Dördüncü madde, üyelik için yerine getirilecek kriterleri sayarken, meşhur
Kopenhag Kriterlerine ek olarak bir dizi kriter arasında en önemli yeni bir kriter daha yer
buluyor: “Kıbrıs Cumhuriyeti de dahil olmak üzere Türkiye ile AB üyesi devletler arasında
ikili ilişkilerin normalleşmesi yönünde ilerleme kaydedilmesi”. Pek bir dolaşık söylenmiş
ama bu maddede anılan Kıbrıs Cumhuriyeti adındaki devletin varlığını Türkiye ne
zamandan beri kabul etmiş de, ilişkilerin normalleşmesi isteniyor? Acaba AB üyesi 25
devlettin içinde, bu olmayan develtin haricindeki 24 tanesi ile Türkiye’nin ilişkilerinde bir
anormallik var mı? Yoksa bu maddede dile getirilen sınır uyuşmazlıkları listesinde
Yunanistan ile yaşanan ve yaşanmaya devam edecek Ege sorunu da düşünülmüş ve
ilişkilerin anormal bir hal almasını şimdiden engellemek mi hesap edilmektedir?
Beşinci
madde,
bağımsız
bir
ülke
olma
gerçeğinin
gerçekten
nasıl
rafa
kaldırılacağının ifadesinden ibarettir. Okuyalım: “Katılıma kadar geçecek süre zarfında,
Türkiye’nin üçüncü ülkelere karşı olan politikalarını ve uluslararası örgütler içerisindeki
tutumlarını giderek Birlik ve üye devletler tarafından kabul edilen poltika ve tutumlara
uyumlaştırması gerekecektir.” AB kendisi içinde sağlayamadığı uyumu Türkiye’ye dikte
ederken kekelemeden ve en doğrudan cümlesi ile bunu söyleyebilmektedir. Bizimkiler,
bunun NATO’ya Kıbrıs Rum Yönetiminin üyeliğini veto etme hakkımızdan ibaret olduğunu
düşünerek bir Başkanlık Bildirisi ile durumu iç kamuoyumuzda kurtarmaya yönelmişlerdir.
Açık olan bir durum var. Dönem başkanının yaptığı açıklamalar, yazılı veya sözlü olsun,
AB müktesebatından sayılmamaktadır. Ancak Çerçeve Belgesi müktesabatın bir parçası
durumundadır.
Belgenin yedinci maddesi, işi Birliğin entegrasyon eğilimi bağlamında Türkiye’yi
hazmetmesi
sorununa
getirip
dayandırıyor.
Bu
arada,
on
yıllardır
sürdürülen
propagandada, sahillerimize gelen ve Türk erkeğinin cazibesinden kendi alamayan bayan
Avrupalıların mideleri varmış ve hazmetmekte güçlük çekiyorlarmış, desenize. Desenize
bize yutturulan “bacasız sanayi” palavrası da içi boş bir laf salatası imiş. Üstelik ironinin
zirvesine bakar mısınız, hazım sıkıntısını dile getiren Avusturya’nın bakanı da bir bayan.

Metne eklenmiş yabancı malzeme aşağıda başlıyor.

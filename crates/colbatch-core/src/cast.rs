//! Value conversion between physical types.
//!
//! Casting produces the representation the target column family accepts,
//! already range-checked against the target width, precision and scale.

use std::collections::HashMap;

use colbatch_proto::{Decimal, LogicalType, PhysicalType, Row, TimeUnit, Value};

use crate::column::builder::{fit_decimal, fit_float32, fit_integer};
use crate::error::{Error, Result};
use crate::schema::{is_compatible, physical_type_for, Schema};
use crate::text::decode_str;

const SECONDS_PER_DAY: i64 = 86_400;

/// Per-column conversions resolved against a schema.
///
/// A column is cast only when a logical type is requested for it and the
/// stored type is not already that type's physical representation. Every
/// requested conversion is validated when the plan is built, so casting never
/// starts on a result it cannot finish for type reasons.
#[derive(Debug, Clone, PartialEq, Eq)]
pub struct CastPlan {
    sources: Vec<PhysicalType>,
    targets: Vec<Option<PhysicalType>>,
}

impl CastPlan {
    /// Resolve `requested` (column name to logical type) against `schema`.
    ///
    /// Names not in the schema are ignored. Fails with
    /// [`Error::UnsupportedType`] naming the stored and requested types when a
    /// requested type has no physical mapping or no conversion.
    pub fn new(schema: &Schema, requested: &HashMap<String, LogicalType>) -> Result<Self> {
        let mut sources = Vec::with_capacity(schema.len());
        let mut targets = Vec::with_capacity(schema.len());

        for field in schema.fields() {
            sources.push(field.data_type.clone());
            let target = match requested.get(&field.name) {
                None => None,
                Some(logical) if is_compatible(logical, &field.data_type) => None,
                Some(logical) => {
                    let target = physical_type_for(logical)
                        .map_err(|_| Error::unsupported_cast(&field.data_type, logical))?;
                    if !can_cast(&field.data_type, &target) {
                        return Err(Error::unsupported_cast(&field.data_type, logical));
                    }
                    Some(target)
                }
            };
            targets.push(target);
        }

        Ok(Self { sources, targets })
    }

    /// Check if no column needs converting.
    pub fn is_identity(&self) -> bool {
        self.targets.iter().all(Option::is_none)
    }

    /// Type a column is cast to, or `None` when it passes through.
    pub fn target(&self, column: usize) -> Option<&PhysicalType> {
        self.targets.get(column)?.as_ref()
    }

    /// Number of columns the plan covers.
    pub fn len(&self) -> usize {
        self.targets.len()
    }

    /// Check if the plan covers no columns.
    pub fn is_empty(&self) -> bool {
        self.targets.is_empty()
    }

    /// Cast one row tuple.
    pub fn cast_row(&self, row: &[Value]) -> Result<Row> {
        row.iter()
            .zip(self.sources.iter().zip(&self.targets))
            .map(|(value, (from, to))| match to {
                Some(to) => cast_value(value, from, to),
                None => Ok(value.clone()),
            })
            .collect()
    }
}

/// Whether values stored as `from` can be cast to `to`.
pub fn can_cast(from: &PhysicalType, to: &PhysicalType) -> bool {
    use PhysicalType::*;

    if from == to {
        return true;
    }
    match (from, to) {
        (Null, _) | (_, Utf8) => true,
        (Utf8 | Binary, _) => true,
        (f, t) if f.is_integer() && (t.is_integer() || t.is_float()) => true,
        (f, Decimal128 { .. } | Boolean) if f.is_integer() => true,
        (Boolean, t) if t.is_integer() => true,
        (f, t) if f.is_float() && (t.is_integer() || t.is_float()) => true,
        (f, Decimal128 { .. }) if f.is_float() => true,
        (Decimal128 { .. }, t) if t.is_integer() || t.is_float() => true,
        (Decimal128 { .. }, Decimal128 { .. }) => true,
        (Date32, Timestamp(_)) | (Timestamp(_), Date32) | (Timestamp(_), Timestamp(_)) => true,
        _ => false,
    }
}

/// Cast one value stored as `from` into the representation of `to`.
///
/// `Value::Null` casts to `Value::Null` for every pair.
pub fn cast_value(value: &Value, from: &PhysicalType, to: &PhysicalType) -> Result<Value> {
    if value.is_null() {
        return Ok(Value::Null);
    }
    if from == to {
        return Ok(value.clone());
    }
    if !can_cast(from, to) {
        return Err(Error::UnsupportedType(format!("cannot cast {} to {}", from, to)));
    }

    match (value, to) {
        (_, PhysicalType::Utf8) => render_text(value).map(Value::Text),
        (Value::Text(s), _) => conform(decode_str(s, to)?, to),
        (Value::Bytes(b), PhysicalType::Binary) => Ok(Value::Bytes(b.clone())),
        (Value::Bytes(b), _) => {
            let text = std::str::from_utf8(b).map_err(|_| Error::mismatch(to, "invalid utf-8 bytes"))?;
            conform(decode_str(text, to)?, to)
        }

        (Value::Int(v), _) => cast_integer(i128::from(*v), to),
        (Value::UInt(v), _) => cast_integer(i128::from(*v), to),

        (Value::Bool(b), t) if t.is_integer() => fit_integer(i128::from(*b), t),

        (Value::Float(v), t) if t.is_integer() => {
            let integral = float_to_i128(*v)
                .ok_or_else(|| Error::Overflow(format!("{} is not an integer value for {}", v, t)))?;
            fit_integer(integral, t)
        }
        (Value::Float(v), t) if t.is_float() => conform(Value::Float(*v), t),
        (Value::Float(v), PhysicalType::Decimal128 { .. }) => {
            if !v.is_finite() {
                return Err(Error::Overflow(format!("{} does not fit {}", v, to)));
            }
            // Display never uses exponent notation for f64.
            let decimal = v
                .to_string()
                .parse::<Decimal>()
                .map_err(|_| Error::Overflow(format!("{} does not fit {}", v, to)))?;
            conform(Value::Decimal(decimal), to)
        }

        (Value::Decimal(d), t) if t.is_integer() => {
            let integral = d
                .to_integer()
                .ok_or_else(|| Error::Overflow(format!("{} does not fit {}", d, t)))?;
            fit_integer(integral, t)
        }
        (Value::Decimal(d), t) if t.is_float() => conform(Value::Float(d.to_f64()), t),
        (Value::Decimal(_), PhysicalType::Decimal128 { .. }) => conform(value.clone(), to),

        (Value::Date(days), PhysicalType::Timestamp(unit)) => {
            let seconds = i64::from(*days) * SECONDS_PER_DAY;
            let ticks = convert_ticks(seconds, TimeUnit::Second, *unit)?;
            Ok(Value::Timestamp { value: ticks, unit: *unit })
        }
        (Value::Timestamp { value, unit }, PhysicalType::Date32) => {
            let seconds = convert_ticks(*value, *unit, TimeUnit::Second)?;
            let days = i32::try_from(seconds.div_euclid(SECONDS_PER_DAY))
                .map_err(|_| Error::Overflow(format!("{} does not fit date32", seconds)))?;
            Ok(Value::Date(days))
        }
        (Value::Timestamp { value, unit }, PhysicalType::Timestamp(target)) => Ok(Value::Timestamp {
            value: convert_ticks(*value, *unit, *target)?,
            unit: *target,
        }),

        (other, _) => Err(Error::mismatch(from, other.kind())),
    }
}

fn cast_integer(v: i128, to: &PhysicalType) -> Result<Value> {
    match to {
        PhysicalType::Boolean => Ok(Value::Bool(v != 0)),
        t if t.is_integer() => fit_integer(v, t),
        t if t.is_float() => conform(Value::Float(v as f64), t),
        PhysicalType::Decimal128 { .. } => conform(Value::Decimal(Decimal::from_i128(v, 0)), to),
        other => Err(Error::UnsupportedType(format!("cannot cast integer to {}", other))),
    }
}

/// Convert an epoch offset between units, rounding toward negative infinity.
pub fn convert_ticks(value: i64, from: TimeUnit, to: TimeUnit) -> Result<i64> {
    let from_ticks = from.ticks_per_second();
    let to_ticks = to.ticks_per_second();
    if to_ticks >= from_ticks {
        value.checked_mul(to_ticks / from_ticks).ok_or_else(|| {
            Error::Overflow(format!("{}{} does not fit timestamp[{}]", value, from.suffix(), to.suffix()))
        })
    } else {
        Ok(value.div_euclid(from_ticks / to_ticks))
    }
}

/// Canonical text form of a value.
pub fn render_text(value: &Value) -> Result<String> {
    let text = match value {
        Value::Null => String::new(),
        Value::Bool(b) => b.to_string(),
        Value::Int(v) => v.to_string(),
        Value::UInt(v) => v.to_string(),
        Value::Float(v) => v.to_string(),
        Value::Decimal(d) => d.to_string(),
        Value::Date(_) => value
            .to_naive_date()
            .map(|d| d.format("%Y-%m-%d").to_string())
            .ok_or_else(|| Error::Overflow(format!("{:?} out of range", value)))?,
        Value::Timestamp { .. } => value
            .to_naive_datetime()
            .map(|dt| dt.format("%Y-%m-%d %H:%M:%S%.f").to_string())
            .ok_or_else(|| Error::Overflow(format!("{:?} out of range", value)))?,
        Value::Bytes(b) => String::from_utf8(b.clone())
            .map_err(|_| Error::mismatch(PhysicalType::Utf8, "invalid utf-8 bytes"))?,
        Value::Text(s) => s.clone(),
    };
    Ok(text)
}

/// Range-check a value against its target type.
fn conform(value: Value, to: &PhysicalType) -> Result<Value> {
    match (value, to) {
        (Value::Int(v), t) if t.is_integer() => fit_integer(i128::from(v), t),
        (Value::UInt(v), t) if t.is_integer() => fit_integer(i128::from(v), t),
        (Value::Float(v), PhysicalType::Float32) => fit_float32(v).map(|f| Value::Float(f64::from(f))),
        (Value::Decimal(d), PhysicalType::Decimal128 { precision, scale }) => {
            fit_decimal(&d, *precision, *scale).map(|m| Value::Decimal(Decimal::from_i128(m, *scale)))
        }
        (value, _) => Ok(value),
    }
}

fn float_to_i128(v: f64) -> Option<i128> {
    // 2^64 is exactly representable; no integer column holds it or more.
    const LIMIT: f64 = 18_446_744_073_709_551_616.0;
    if !v.is_finite() || v.fract() != 0.0 || v >= LIMIT || v <= -LIMIT {
        return None;
    }
    Some(v as i128)
}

Bundan sonrasını daha okumayı sürdürmenin ne anlamı var. Buradan üyelik değil
sadece uyduluk çıkar.
Milletin böyle uyduruk yalanlarla uyutulmasına artık son verilmelidir. Bu gidişin ne
sonu kalmıştır, ne de onuru. Bu gidiş dur denilmesi gereken noktadadır. 2 Ekim günü
toplanan yüzbinler, Ankara’nın tam göbeğinde tam da bunu ortaya koymuştur.
Üstad Necip Fazıl’in bir beytinde dediği gibi:
“Durun kalabalıklar bu cadde çıkmaz sokak
Haykırsam kollarımı makas gibi açarak”
Metni okumayı bırakmışsak da, metin müzakerelerin içeriğini ve prosedürünü
belirleyen maddelerle sürüp gidiyor.
Önümüzdeki günler AB sakızı hepimizin ağzında çürüyene kadar çiğnenmeye
devam edeceği için, yeri geldikçe geri döner bakarız. Ancak önce bazı “teknik” bilgilerin
yeniden hatırlatılmasında ve bilgiden uzak propagandaya maruz bırakılmış Milletimizin
bilgilendirilmesinde yarar olacaktır.
Bu hamur daha çok su kaldırır. Okuru bunaltmamak için burada durmakta yarar
vardır.
Allah şu mübarek Ramazan ayının ve mümin gönüllerin yüzsuyu hürmetine
Milletimizin akıbetini hayretsin!
Yoksa şimdi dümen tutanların elinde gidişat muğlaklıktan çıkmış bir fecaattir.